# [WORK TO COMPLETE]
How many lines in the records below contain the string "Option"? Answer with the number alone.

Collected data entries
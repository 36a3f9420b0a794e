//! Name-based queue resolution.

use super::{BoundedQueue, InputQueue, OutputQueue};
use crate::errors::QueueError;
use dashmap::DashMap;
use std::any::{type_name, Any};
use std::sync::Arc;

type Endpoint = Arc<dyn Any + Send + Sync>;

#[derive(Default)]
struct Endpoints {
    input: Option<Endpoint>,
    output: Option<Endpoint>,
}

/// Registry mapping queue names to typed endpoints.
///
/// Stages resolve their queues here at configure time. Endpoints are stored
/// type-erased; resolving a name with the wrong record type is an error.
#[derive(Default)]
pub struct QueueRegistry {
    queues: DashMap<String, Endpoints>,
}

impl QueueRegistry {
    /// Creates an empty registry.
    #[must_use]
    pub fn new() -> Self {
        Self::default()
    }

    /// Creates a [`BoundedQueue`] and registers it as both endpoints under
    /// its name.
    pub fn create_bounded<T>(&self, name: impl Into<String>, capacity: usize) -> Arc<BoundedQueue<T>>
    where
        T: Send + 'static,
    {
        let name = name.into();
        let queue = Arc::new(BoundedQueue::new(name.clone(), capacity));
        self.register_input::<T>(name.clone(), queue.clone());
        self.register_output::<T>(name, queue.clone());
        queue
    }

    /// Registers an input endpoint, replacing any previous one.
    pub fn register_input<T>(&self, name: impl Into<String>, queue: Arc<dyn InputQueue<T>>)
    where
        T: Send + 'static,
    {
        let endpoint: Endpoint = Arc::new(queue);
        self.queues.entry(name.into()).or_default().input = Some(endpoint);
    }

    /// Registers an output endpoint, replacing any previous one.
    pub fn register_output<T>(&self, name: impl Into<String>, queue: Arc<dyn OutputQueue<T>>)
    where
        T: Send + 'static,
    {
        let endpoint: Endpoint = Arc::new(queue);
        self.queues.entry(name.into()).or_default().output = Some(endpoint);
    }

    /// Resolves the input endpoint registered under `name`.
    pub fn input<T>(&self, name: &str) -> Result<Arc<dyn InputQueue<T>>, QueueError>
    where
        T: Send + 'static,
    {
        let entry = self.queues.get(name).ok_or_else(|| QueueError::not_found(name))?;
        let endpoint = entry.input.as_ref().ok_or_else(|| QueueError::not_found(name))?;
        endpoint
            .downcast_ref::<Arc<dyn InputQueue<T>>>()
            .cloned()
            .ok_or_else(|| QueueError::TypeMismatch {
                name: name.to_string(),
                expected: type_name::<T>(),
            })
    }

    /// Resolves the output endpoint registered under `name`.
    pub fn output<T>(&self, name: &str) -> Result<Arc<dyn OutputQueue<T>>, QueueError>
    where
        T: Send + 'static,
    {
        let entry = self.queues.get(name).ok_or_else(|| QueueError::not_found(name))?;
        let endpoint = entry.output.as_ref().ok_or_else(|| QueueError::not_found(name))?;
        endpoint
            .downcast_ref::<Arc<dyn OutputQueue<T>>>()
            .cloned()
            .ok_or_else(|| QueueError::TypeMismatch {
                name: name.to_string(),
                expected: type_name::<T>(),
            })
    }

    /// Removes every endpoint registered under `name`.
    pub fn remove(&self, name: &str) -> bool {
        self.queues.remove(name).is_some()
    }

    /// Returns true if any endpoint is registered under `name`.
    #[must_use]
    pub fn contains(&self, name: &str) -> bool {
        self.queues.contains_key(name)
    }

    /// Returns the registered queue names, sorted.
    #[must_use]
    pub fn names(&self) -> Vec<String> {
        let mut names: Vec<String> = self.queues.iter().map(|e| e.key().clone()).collect();
        names.sort();
        names
    }
}

impl std::fmt::Debug for QueueRegistry {
    fn fmt(&self, f: &mut std::fmt::Formatter<'_>) -> std::fmt::Result {
        f.debug_struct("QueueRegistry")
            .field("queues", &self.names())
            .finish()
    }
}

# [ANSWER FOR THIS EXERCISE]
2